> _Task requirements_
Copy word for word the lines from the start of the records through the line that contains "let mut keys", both included.

[Available data Boundary: Start]

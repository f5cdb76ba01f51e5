//! Record storage and aggregation.
//!
//! Records pushed between two diagnostics are reduced to a single record:
//! scalar series become `min`/`max`/`mean`/`median`, every other value type
//! keeps its most recent value.
use super::{Record, RecordValue};
use std::collections::HashSet;
use xxhash_rust::xxh3::Xxh3Builder;

/// A storage system for records with aggregation capabilities.
#[derive(Debug, Default)]
pub struct RecordStorage {
    data: Vec<Record>,
}

fn min(vs: &[f32]) -> RecordValue {
    RecordValue::Scalar(vs.iter().copied().fold(f32::INFINITY, f32::min))
}

fn max(vs: &[f32]) -> RecordValue {
    RecordValue::Scalar(vs.iter().copied().fold(f32::NEG_INFINITY, f32::max))
}

fn mean(vs: &[f32]) -> RecordValue {
    RecordValue::Scalar(vs.iter().sum::<f32>() / vs.len() as f32)
}

/// Upper median, the input is sorted in place.
fn median(mut vs: Vec<f32>) -> RecordValue {
    vs.sort_by(|x, y| x.total_cmp(y));
    RecordValue::Scalar(vs[vs.len() / 2])
}

impl RecordStorage {
    /// Creates a new empty record storage.
    pub fn new() -> Self {
        Self { data: vec![] }
    }

    /// Stores a record in the storage.
    pub fn store(&mut self, record: Record) {
        self.data.push(record);
    }

    /// The number of stored records.
    pub fn len(&self) -> usize {
        self.data.len()
    }

    /// Returns `true` if no record is stored.
    pub fn is_empty(&self) -> bool {
        self.data.is_empty()
    }

    fn get_keys(&self) -> HashSet<String, Xxh3Builder> {
        let mut keys = HashSet::<String, Xxh3Builder>::default();
        for record in self.data.iter() {
            for k in record.keys() {
                keys.insert(k.clone());
            }
        }
        keys
    }

    /// Finds the first occurrence of a value with the given key.
    fn find(&self, key: &str) -> &RecordValue {
        for record in self.data.iter() {
            if let Some(value) = record.get(key) {
                return value;
            }
        }
        panic!("Key '{}' was not found. ", key);
    }

    /// Most recent value of `key`.
    ///
    /// # Panics
    ///
    /// Panics if the stored values of `key` do not all have the same type.
    fn latest(&self, key: &str) -> Record {
        let first = std::mem::discriminant(self.find(key));
        let mut latest = None;
        for record in self.data.iter() {
            if let Some(value) = record.get(key) {
                if std::mem::discriminant(value) != first {
                    panic!("Mixed value types for {}", key);
                }
                latest = Some(value);
            }
        }
        match latest {
            Some(value) => Record::from_slice(&[(key, value.clone())]),
            None => unreachable!(),
        }
    }

    /// Aggregates scalar values with statistical measures.
    ///
    /// For a single value, returns it directly. For multiple values,
    /// calculates min, max, mean, and median.
    fn scalar(&self, key: &str) -> Record {
        let vs: Vec<f32> = self
            .data
            .iter()
            .filter_map(|record| match record.get(key) {
                Some(RecordValue::Scalar(v)) => Some(*v),
                Some(_) => panic!("Expect RecordValue::Scalar for {}", key),
                None => None,
            })
            .collect();

        if vs.len() == 1 {
            Record::from_slice(&[(key.to_string(), RecordValue::Scalar(vs[0]))])
        } else {
            Record::from_slice(&[
                (format!("{}_min", key), min(&vs)),
                (format!("{}_max", key), max(&vs)),
                (format!("{}_mean", key), mean(&vs)),
                (format!("{}_median", key), median(vs)),
            ])
        }
    }

    /// Aggregates all stored records and clears the storage.
    pub fn aggregate(&mut self) -> Record {
        let mut record = Record::empty();

        for key in self.get_keys().iter() {
            let r = match self.find(key) {
                RecordValue::Scalar(..) => self.scalar(key),
                _ => self.latest(key),
            };
            record.merge_inplace(r);
        }

        self.data = vec![];

        record
    }
}

#[cfg(test)]
mod tests {
    use super::*;

    #[test]
    fn test_aggregate_scalars() {
        let mut storage = RecordStorage::new();
        for steps in [17.0, 12.0, 40.0, 13.0].iter() {
            storage.store(Record::from_scalar("episode_steps", *steps));
        }

        let record = storage.aggregate();
        assert_eq!(record.get_scalar("episode_steps_min"), Ok(12.0));
        assert_eq!(record.get_scalar("episode_steps_max"), Ok(40.0));
        assert_eq!(record.get_scalar("episode_steps_mean"), Ok(20.5));
        assert_eq!(record.get_scalar("episode_steps_median"), Ok(17.0));
        assert!(storage.is_empty());
    }

    #[test]
    fn test_aggregate_keeps_latest_non_scalar() {
        let mut storage = RecordStorage::new();
        storage.store(Record::from_slice(&[
            ("episode_steps", RecordValue::Scalar(3.0)),
            ("algorithm", RecordValue::String("Q-learning".to_string())),
        ]));
        storage.store(Record::from_slice(&[(
            "algorithm",
            RecordValue::String("Dyna-Q".to_string()),
        )]));

        let record = storage.aggregate();
        assert_eq!(record.get_scalar("episode_steps"), Ok(3.0));
        assert_eq!(record.get_string("algorithm"), Ok("Dyna-Q".to_string()));
    }
}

[Available data Boundary: End]

> _Task answer_
repository f5cdb76ba01f51e5
//! Record storage and aggregation.
//!
//! Records pushed between two diagnostics are reduced to a single record:
//! scalar series become `min`/`max`/`mean`/`median`, every other value type
//! keeps its most recent value.
use super::{Record, RecordValue};
use std::collections::HashSet;
use xxhash_rust::xxh3::Xxh3Builder;

/// A storage system for records with aggregation capabilities.
#[derive(Debug, Default)]
pub struct RecordStorage {
    data: Vec<Record>,
}

fn min(vs: &[f32]) -> RecordValue {
    RecordValue::Scalar(vs.iter().copied().fold(f32::INFINITY, f32::min))
}

fn max(vs: &[f32]) -> RecordValue {
    RecordValue::Scalar(vs.iter().copied().fold(f32::NEG_INFINITY, f32::max))
}

fn mean(vs: &[f32]) -> RecordValue {
    RecordValue::Scalar(vs.iter().sum::<f32>() / vs.len() as f32)
}

/// Upper median, the input is sorted in place.
fn median(mut vs: Vec<f32>) -> RecordValue {
    vs.sort_by(|x, y| x.total_cmp(y));
    RecordValue::Scalar(vs[vs.len() / 2])
}

impl RecordStorage {
    /// Creates a new empty record storage.
    pub fn new() -> Self {
        Self { data: vec![] }
    }

    /// Stores a record in the storage.
    pub fn store(&mut self, record: Record) {
        self.data.push(record);
    }

    /// The number of stored records.
    pub fn len(&self) -> usize {
        self.data.len()
    }

    /// Returns `true` if no record is stored.
    pub fn is_empty(&self) -> bool {
        self.data.is_empty()
    }

    fn get_keys(&self) -> HashSet<String, Xxh3Builder> {
        let mut keys = HashSet::<String, Xxh3Builder>::default();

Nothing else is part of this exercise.